WORK ORDER: Among the entries below, find each line holding "when" and return it.

[Collected data entries]

// src/models/record.rs

//! Persisted item records and their identity keys.

use serde::de::DeserializeOwned;
use serde::{Deserialize, Deserializer, Serialize};
use serde_json::{Map, Value};

use crate::models::{ItemSummary, ItemType};

/// A link found in an assignment's instructions.
#[derive(Debug, Clone, PartialEq, Eq, Serialize, Deserialize)]
pub struct Attachment {
    #[serde(default, deserialize_with = "null_as_empty")]
    pub text: String,
    #[serde(default, deserialize_with = "null_as_empty")]
    pub url: String,
}

fn null_as_empty<'de, D>(deserializer: D) -> std::result::Result<String, D::Error>
where
    D: Deserializer<'de>,
{
    Ok(Option::<String>::deserialize(deserializer)?.unwrap_or_default())
}

/// Fields read from an announcement's detail view.
#[derive(Debug, Clone, Default, PartialEq, Eq)]
pub struct AnnouncementDetail {
    pub body: Option<String>,
    pub author: Option<String>,
}

/// Fields read from an assignment's detail view.
#[derive(Debug, Clone, Default, PartialEq, Eq)]
pub struct AssignmentDetail {
    pub due_date: Option<String>,
    pub instructions: Option<String>,
    pub attachments: Vec<Attachment>,
}

/// A captured item, as stored in the snapshot.
///
/// Every field but `course` and `title` may be missing in stored data.
/// Unknown fields, and known fields whose stored value does not fit, are
/// carried through untouched in `extra`.
#[derive(Debug, Clone, Default, PartialEq, Serialize)]
#[serde(rename_all = "camelCase")]
pub struct ItemRecord {
    pub course: String,

    pub title: String,

    #[serde(rename = "type", skip_serializing_if = "Option::is_none")]
    pub kind: Option<ItemType>,

    #[serde(skip_serializing_if = "Option::is_none")]
    pub due_date: Option<String>,

    #[serde(skip_serializing_if = "Option::is_none")]
    pub author: Option<String>,

    #[serde(skip_serializing_if = "Option::is_none")]
    pub body: Option<String>,

    #[serde(skip_serializing_if = "Option::is_none")]
    pub instructions: Option<String>,

    #[serde(skip_serializing_if = "Option::is_none")]
    pub attachments: Option<Vec<Attachment>>,

    #[serde(flatten)]
    pub extra: Map<String, Value>,
}

/// Decodes any JSON object. A field that does not decode stays in `extra`
/// under its stored name, so writing the record back loses nothing.
impl<'de> Deserialize<'de> for ItemRecord {
    fn deserialize<D>(deserializer: D) -> std::result::Result<Self, D::Error>
    where
        D: Deserializer<'de>,
    {
        let mut fields = Map::<String, Value>::deserialize(deserializer)?;
        Ok(Self {
            course: take_field(&mut fields, "course").unwrap_or_default(),
            title: take_field(&mut fields, "title").unwrap_or_default(),
            kind: take_field(&mut fields, "type"),
            due_date: take_field(&mut fields, "dueDate"),
            author: take_field(&mut fields, "author"),
            body: take_field(&mut fields, "body"),
            instructions: take_field(&mut fields, "instructions"),
            attachments: take_field(&mut fields, "attachments"),
            extra: fields,
        })
    }
}

/// Remove `key` from `fields` if its value decodes as `T`.
fn take_field<T: DeserializeOwned>(fields: &mut Map<String, Value>, key: &str) -> Option<T> {
    let decoded = T::deserialize(fields.get(key)?).ok()?;
    fields.remove(key);
    Some(decoded)
}

impl ItemRecord {
    fn base(course: &str, summary: &ItemSummary, kind: ItemType) -> Self {
        Self {
            course: course.to_string(),
            title: summary.title.clone(),
            kind: Some(kind),
            ..Self::default()
        }
    }

    /// The stored `type` when it is not one this crate knows.
    pub fn raw_type(&self) -> Option<&Value> {
        self.extra.get("type")
    }

    /// Record for an item that has no detail view.
    pub fn other(course: &str, summary: &ItemSummary) -> Self {
        Self::base(course, summary, summary.kind)
    }

    pub fn announcement(course: &str, summary: &ItemSummary, detail: AnnouncementDetail) -> Self {
        Self {
            body: detail.body,
            author: detail.author,
            ..Self::base(course, summary, ItemType::Announcement)
        }
    }

    pub fn assignment(course: &str, summary: &ItemSummary, detail: AssignmentDetail) -> Self {
        Self {
            due_date: detail.due_date,
            instructions: detail.instructions,
            attachments: Some(detail.attachments),
            ..Self::base(course, summary, ItemType::Assignment)
        }
    }
}

/// The `(type, course, title)` triple identifying a record.
#[derive(Debug, Clone, PartialEq, Eq, Hash)]
pub struct IdentityKey {
    pub kind: ItemType,
    pub course: String,
    pub title: String,
}

impl IdentityKey {
    pub fn new(kind: ItemType, course: impl Into<String>, title: impl Into<String>) -> Self {
        Self {
            kind,
            course: course.into(),
            title: title.into(),
        }
    }

    /// Key of a stored record, using `fallback` when the record has no type.
    ///
    /// Returns `None` for records missing a course or title.
    pub fn for_record(record: &ItemRecord, fallback: ItemType) -> Option<Self> {
        if record.course.is_empty() || record.title.is_empty() {
            return None;
        }
        Some(Self::new(
            record.kind.unwrap_or(fallback),
            record.course.as_str(),
            record.title.as_str(),
        ))
    }
}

ANSWER TO THIS EXERCISE:
    /// The stored `type` when it is not one this crate knows.
    /// Key of a stored record, using `fallback` when the record has no type.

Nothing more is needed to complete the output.